Il Trionfo del CoronaVinus. Vino antivirus degli italiani in quarantena tra brindisi e boom di Doc e bollicine

30 marzo 2020, 15:50 Il Fatto

Covid non ferma vino. Anzi. Nonostante l’emergenza sanitaria dovuta al Covid -19 le vendite schizzano a mille nel mentre ovunque tra depositi della grande distribuzione, piccole cantine d’autore, e-commerce, l’attività delle case vinicole e dei consorzi di tutela tra le necessarie precauzioni e le giusta apprensione di soddisfare il mercato, non si ferma.


di Vito Barresi

Brindisi faccio alla fine dell’epidemia. Per annegare i dispiaceri, smontare l’ansia, riprendere il colorito rosso di un po’ d’allegria, quale allegria, se non quella che offre lo Sciucaren, lo schiocco di frusta che va fortissimo ai Conad, un Romagna rosso DOC Sangiovese o persino la leziosa soddisfazione di scoprire lo sfizioso gusto popolare e snobistico del vino in tetrapak (antinomico contenitore del felliniano bevete più latte, il latte fa bene…) del Tavernello che resta il più scelto dalla famiglie italiane, brand d’eccellenza della più grande filiera vitivinicola nazionale.

Gli aumenti delle vendite sono strabilianti.
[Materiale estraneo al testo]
use anyhow::Result;
use ethers::types::U256;

use crate::graph::LiquidityGraph;
use crate::models::{NetworkSelector, PendingTransfer, Transfer};
use crate::strategy::{liquidity_or_zero, RebalancingStrategy, StrategyError};

/// Sends every network's full balance to the network holding the most liquidity.
///
/// Ties go to the lowest selector. Networks with zero liquidity send nothing.
#[derive(Debug, Clone, Copy, Default)]
pub struct GreedyMax;

impl RebalancingStrategy for GreedyMax {
    fn name(&self) -> &'static str {
        "greedy_max"
    }

    fn compute_transfers_to_balance(
        &self,
        graph: &LiquidityGraph,
        _pending: &[PendingTransfer],
    ) -> Result<Vec<Transfer>> {
        let networks = graph.networks();
        if networks.is_empty() {
            return Err(StrategyError::EmptyGraph.into());
        }

        let mut balances: Vec<(NetworkSelector, U256)> = Vec::with_capacity(networks.len());
        for network in networks {
            balances.push((network, liquidity_or_zero(graph, network)?));
        }

        let (target, _) = balances
            .iter()
            .skip(1)
            .fold(balances[0], |best, candidate| {
                if candidate.1 > best.1 {
                    *candidate
                } else {
                    best
                }
            });

        Ok(balances
            .into_iter()
            .filter(|(network, liquidity)| *network != target && !liquidity.is_zero())
            .map(|(network, liquidity)| Transfer::new(network, target, liquidity))
            .collect())
    }
}

#[cfg(test)]
mod tests {
    use super::*;
    use crate::graph::Data;

    fn graph_with(balances: &[(u64, u64)]) -> LiquidityGraph {
        let g = LiquidityGraph::new();
        for (network, liquidity) in balances {
            g.add_network(
                NetworkSelector(*network),
                Data {
                    liquidity: Some(U256::from(*liquidity)),
                    network_selector: NetworkSelector(*network),
                    ..Default::default()
                },
            );
        }
        g
    }

    #[test]
    fn moves_everything_to_the_richest_network() {
        let g = graph_with(&[(10, 1000), (20, 500), (30, 200), (40, 300)]);
        let transfers = GreedyMax.compute_transfers_to_balance(&g, &[]).unwrap();

        assert_eq!(transfers.len(), 3);
        assert!(transfers.iter().all(|t| t.to == NetworkSelector(10)));
        let amounts: Vec<U256> = transfers.iter().map(|t| t.amount).collect();
        assert_eq!(
            amounts,
            vec![U256::from(500), U256::from(200), U256::from(300)]
        );
    }

    #[test]
    fn zero_liquidity_networks_send_nothing() {
        let g = graph_with(&[(10, 1000), (20, 0), (30, 200)]);
        g.add_network(NetworkSelector(50), Data::default());
        let transfers = GreedyMax.compute_transfers_to_balance(&g, &[]).unwrap();

        assert_eq!(transfers, vec![Transfer::new(NetworkSelector(30), NetworkSelector(10), U256::from(200))]);
    }

    #[test]
    fn ties_go_to_the_lowest_selector() {
        let g = graph_with(&[(3, 100), (1, 100), (2, 50)]);
        let transfers = GreedyMax.compute_transfers_to_balance(&g, &[]).unwrap();
        assert!(transfers.iter().all(|t| t.to == NetworkSelector(1)));
        assert_eq!(transfers.len(), 2);
    }

    #[test]
    fn empty_graph_is_an_error() {
        let err = GreedyMax
            .compute_transfers_to_balance(&LiquidityGraph::new(), &[])
            .unwrap_err();
        assert_eq!(
            err.downcast_ref::<StrategyError>(),
            Some(&StrategyError::EmptyGraph)
        );
    }
}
Alle casse dei supermercati la folla anonima e solitaria dei moderati alcolisti italiani si svela attenta alla selezione del “beverage” nazionale, selezionando i vini a chilometri zero, i vignaioli di prossimità, stemmi di una certa importanza che vanno dal Chianti al Nero d’Avola, nel mentre nei mercatini rionali, veri circuiti dell’economia domestica, vanno e vengono bottiglie senza etichetta, vinificati fai da te, produzioni locali privi dei famigerati solfiti.

E se a seguire alla lettera Matteo con il suo proverbiale e profetico “Neppure si mette del vino nuovo in otri vecchi; altrimenti gli otri si rompono, il vino si spande e gli otri si perdono; ma si mette il vino nuovo in otri nuovi, e l'uno e gli altri si conservano”, potrà far fronte alla massiccia richiesta dei consumatori, nel frattempo tutte le aziende del “made in italy” si sono rapidamente attrezzate anche applicando le disposizioni di smart working e di orario flessibile.

Addirittura pianificando turnazioni lavorative altrimenti imprevedibili nel passato, assicurando tutti che svuotando le cantine già si pensa a come continuare a lavorare ai progetti di promozione e valorizzazione che erano stati avviati prima dell’emergenza sanitaria e per questo soffocatamente oscurati sulla vetrina cancellata e sulle serrande abbassate degli stand dell’edizione annullata del vigilati 2020.

Secondo il presidente del Consorzio di Tutela del Brachetto d’Acqui DOP rilanciare la fiducia nel comparto significa credere in prospettive se non rosee almeno incoraggianti, guardando all’appuntamento di Pasqua, alle due settimane che antifona la ricorrenza cristiana, tanto che tra la fine di marzo e la metà di aprile in vari punti vendita della grande distribuzione organizzata sarà organizzata una campagna di quello che è conosciuto come “proximity marketing”.

Ma una rondine potrebbe non fare primavera. Guardando alla filiera vitivinicola e il comparto enologico nella prospettiva del dopo epidemia i problemi non mancano e sono tanti. Nei vigneti si intravedono difficoltà relative alla manodopera, alla difficile ripresa dei lavori nei campi, le incertezze della sicurezza sanitaria, i dazi e il mercato internazionale.

Tutto in un bicchiere sì, ma nel quadro di un’agricoltura che potrebbe addirittura assurgere a volano del ricostruzione italiana.

A patto che cambi davvero il paradigma e le persone scampate al virus abbiano davvero l’erba voglio bucolica di riconnettersi al mondo agricolo, e a quel che resta dopo due secoli di urbanizzazione selvaggia di quel mondo vitale.